ABOUT THIS TASK> Show every line below where "Unsupported" appears.

RAW DATA>
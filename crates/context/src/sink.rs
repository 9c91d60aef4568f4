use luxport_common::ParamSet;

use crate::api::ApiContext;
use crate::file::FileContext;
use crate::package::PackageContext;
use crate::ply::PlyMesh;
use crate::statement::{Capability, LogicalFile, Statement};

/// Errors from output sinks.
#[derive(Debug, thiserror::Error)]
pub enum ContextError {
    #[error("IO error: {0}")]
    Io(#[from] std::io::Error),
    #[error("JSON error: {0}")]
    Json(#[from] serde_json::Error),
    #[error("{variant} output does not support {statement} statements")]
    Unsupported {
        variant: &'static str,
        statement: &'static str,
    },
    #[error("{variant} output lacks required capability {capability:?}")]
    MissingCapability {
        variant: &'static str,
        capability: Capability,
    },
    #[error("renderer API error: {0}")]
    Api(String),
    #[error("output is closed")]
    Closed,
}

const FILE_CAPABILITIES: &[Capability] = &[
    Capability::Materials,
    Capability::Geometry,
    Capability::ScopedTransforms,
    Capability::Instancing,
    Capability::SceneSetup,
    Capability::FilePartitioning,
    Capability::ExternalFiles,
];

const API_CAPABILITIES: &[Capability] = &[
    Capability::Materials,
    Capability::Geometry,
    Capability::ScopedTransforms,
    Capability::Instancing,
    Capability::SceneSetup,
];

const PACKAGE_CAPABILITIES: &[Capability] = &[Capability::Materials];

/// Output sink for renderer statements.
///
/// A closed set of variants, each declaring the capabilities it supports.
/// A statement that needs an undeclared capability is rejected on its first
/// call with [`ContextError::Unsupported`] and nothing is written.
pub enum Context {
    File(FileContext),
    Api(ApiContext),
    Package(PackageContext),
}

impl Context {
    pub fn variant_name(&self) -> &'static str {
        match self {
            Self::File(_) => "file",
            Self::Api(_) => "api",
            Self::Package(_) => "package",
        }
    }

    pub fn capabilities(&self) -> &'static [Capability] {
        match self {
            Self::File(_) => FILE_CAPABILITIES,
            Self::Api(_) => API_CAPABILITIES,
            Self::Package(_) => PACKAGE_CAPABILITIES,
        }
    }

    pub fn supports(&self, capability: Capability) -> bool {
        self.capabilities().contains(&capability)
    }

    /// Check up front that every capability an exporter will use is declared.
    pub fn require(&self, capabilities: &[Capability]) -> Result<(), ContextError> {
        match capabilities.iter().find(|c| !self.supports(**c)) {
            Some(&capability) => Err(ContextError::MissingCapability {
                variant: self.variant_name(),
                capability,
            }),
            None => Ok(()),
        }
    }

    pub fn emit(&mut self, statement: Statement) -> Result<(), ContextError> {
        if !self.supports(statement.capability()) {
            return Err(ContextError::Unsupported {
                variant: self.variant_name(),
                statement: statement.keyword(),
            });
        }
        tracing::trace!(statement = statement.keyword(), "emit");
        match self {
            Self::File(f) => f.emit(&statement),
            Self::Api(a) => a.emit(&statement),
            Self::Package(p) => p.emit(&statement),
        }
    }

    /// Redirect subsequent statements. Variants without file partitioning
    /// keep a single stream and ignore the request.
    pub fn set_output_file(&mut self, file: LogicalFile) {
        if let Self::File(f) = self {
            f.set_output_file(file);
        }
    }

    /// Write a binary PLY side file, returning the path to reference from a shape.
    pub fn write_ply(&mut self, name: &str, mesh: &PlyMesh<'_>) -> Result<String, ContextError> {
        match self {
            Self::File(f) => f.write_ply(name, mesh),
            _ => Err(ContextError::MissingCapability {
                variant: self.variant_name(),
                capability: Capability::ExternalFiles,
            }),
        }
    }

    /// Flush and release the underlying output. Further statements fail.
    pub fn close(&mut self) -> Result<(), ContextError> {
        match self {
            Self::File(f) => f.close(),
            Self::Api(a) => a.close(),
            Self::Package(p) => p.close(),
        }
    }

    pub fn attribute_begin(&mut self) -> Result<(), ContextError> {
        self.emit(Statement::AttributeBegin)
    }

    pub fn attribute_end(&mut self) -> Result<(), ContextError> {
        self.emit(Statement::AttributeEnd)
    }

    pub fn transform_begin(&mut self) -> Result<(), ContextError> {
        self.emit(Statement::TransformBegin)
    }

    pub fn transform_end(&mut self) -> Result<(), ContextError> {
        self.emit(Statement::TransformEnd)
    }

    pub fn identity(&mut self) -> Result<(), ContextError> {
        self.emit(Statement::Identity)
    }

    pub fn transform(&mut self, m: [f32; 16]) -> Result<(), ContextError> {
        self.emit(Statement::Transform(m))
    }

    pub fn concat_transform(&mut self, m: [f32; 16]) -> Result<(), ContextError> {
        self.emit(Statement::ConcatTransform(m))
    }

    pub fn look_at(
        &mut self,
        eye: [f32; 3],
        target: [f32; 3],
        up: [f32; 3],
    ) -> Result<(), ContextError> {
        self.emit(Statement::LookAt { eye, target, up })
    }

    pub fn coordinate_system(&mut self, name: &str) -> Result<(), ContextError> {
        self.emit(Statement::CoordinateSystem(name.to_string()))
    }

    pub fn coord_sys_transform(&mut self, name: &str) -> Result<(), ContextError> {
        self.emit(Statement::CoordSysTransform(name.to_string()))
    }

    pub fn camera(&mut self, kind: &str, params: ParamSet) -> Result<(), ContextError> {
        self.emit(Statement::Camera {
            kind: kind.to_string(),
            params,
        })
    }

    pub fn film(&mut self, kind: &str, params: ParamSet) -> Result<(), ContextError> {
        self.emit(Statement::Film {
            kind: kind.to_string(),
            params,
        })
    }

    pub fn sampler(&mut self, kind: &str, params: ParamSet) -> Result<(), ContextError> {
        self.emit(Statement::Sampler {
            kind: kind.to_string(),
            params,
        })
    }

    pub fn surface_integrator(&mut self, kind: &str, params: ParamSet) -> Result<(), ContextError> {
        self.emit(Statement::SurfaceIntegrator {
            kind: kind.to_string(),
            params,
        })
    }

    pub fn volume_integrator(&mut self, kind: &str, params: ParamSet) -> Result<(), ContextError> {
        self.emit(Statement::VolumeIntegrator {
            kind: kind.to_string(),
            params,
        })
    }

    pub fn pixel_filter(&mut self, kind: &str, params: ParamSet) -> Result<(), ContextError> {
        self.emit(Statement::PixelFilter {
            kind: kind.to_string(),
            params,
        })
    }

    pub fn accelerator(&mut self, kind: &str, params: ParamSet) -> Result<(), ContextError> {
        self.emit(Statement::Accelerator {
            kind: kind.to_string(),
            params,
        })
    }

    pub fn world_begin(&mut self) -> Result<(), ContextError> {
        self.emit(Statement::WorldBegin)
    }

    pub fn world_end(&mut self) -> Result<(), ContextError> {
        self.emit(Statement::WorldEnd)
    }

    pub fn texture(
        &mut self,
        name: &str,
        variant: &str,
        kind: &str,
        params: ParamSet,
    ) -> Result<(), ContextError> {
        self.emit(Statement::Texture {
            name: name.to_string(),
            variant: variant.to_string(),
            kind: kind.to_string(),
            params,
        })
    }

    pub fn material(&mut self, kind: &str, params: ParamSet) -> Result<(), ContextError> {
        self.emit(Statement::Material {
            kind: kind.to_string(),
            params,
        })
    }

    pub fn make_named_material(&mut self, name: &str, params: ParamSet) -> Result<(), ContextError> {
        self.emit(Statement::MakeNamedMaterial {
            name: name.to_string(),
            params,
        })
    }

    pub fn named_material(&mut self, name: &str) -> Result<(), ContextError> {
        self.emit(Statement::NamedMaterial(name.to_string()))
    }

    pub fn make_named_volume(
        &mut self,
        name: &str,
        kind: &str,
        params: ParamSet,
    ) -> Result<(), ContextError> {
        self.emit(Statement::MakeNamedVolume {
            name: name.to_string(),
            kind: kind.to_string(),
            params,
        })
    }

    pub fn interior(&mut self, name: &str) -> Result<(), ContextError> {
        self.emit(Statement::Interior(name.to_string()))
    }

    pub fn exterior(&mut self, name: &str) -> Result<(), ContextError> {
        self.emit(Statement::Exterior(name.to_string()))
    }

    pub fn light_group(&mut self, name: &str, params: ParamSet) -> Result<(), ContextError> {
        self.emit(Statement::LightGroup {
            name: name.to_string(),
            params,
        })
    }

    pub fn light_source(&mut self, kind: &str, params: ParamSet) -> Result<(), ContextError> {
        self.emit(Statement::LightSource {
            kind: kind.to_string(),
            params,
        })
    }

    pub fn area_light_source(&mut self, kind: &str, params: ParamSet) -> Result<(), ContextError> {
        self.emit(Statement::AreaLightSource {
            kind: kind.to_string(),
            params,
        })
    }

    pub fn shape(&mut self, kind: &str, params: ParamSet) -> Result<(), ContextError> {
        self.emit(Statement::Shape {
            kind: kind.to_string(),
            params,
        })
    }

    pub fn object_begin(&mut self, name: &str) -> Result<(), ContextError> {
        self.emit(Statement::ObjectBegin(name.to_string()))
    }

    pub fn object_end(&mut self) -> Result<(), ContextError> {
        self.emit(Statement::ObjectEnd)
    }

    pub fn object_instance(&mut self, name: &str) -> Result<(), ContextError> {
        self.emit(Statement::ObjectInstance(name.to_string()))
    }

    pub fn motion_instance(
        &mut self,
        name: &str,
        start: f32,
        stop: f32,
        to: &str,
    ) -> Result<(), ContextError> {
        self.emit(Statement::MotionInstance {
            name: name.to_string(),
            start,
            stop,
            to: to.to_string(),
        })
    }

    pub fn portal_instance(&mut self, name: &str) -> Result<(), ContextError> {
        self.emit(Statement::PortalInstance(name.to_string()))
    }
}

RESULT>
    Unsupported {
/// call with [`ContextError::Unsupported`] and nothing is written.
            return Err(ContextError::Unsupported {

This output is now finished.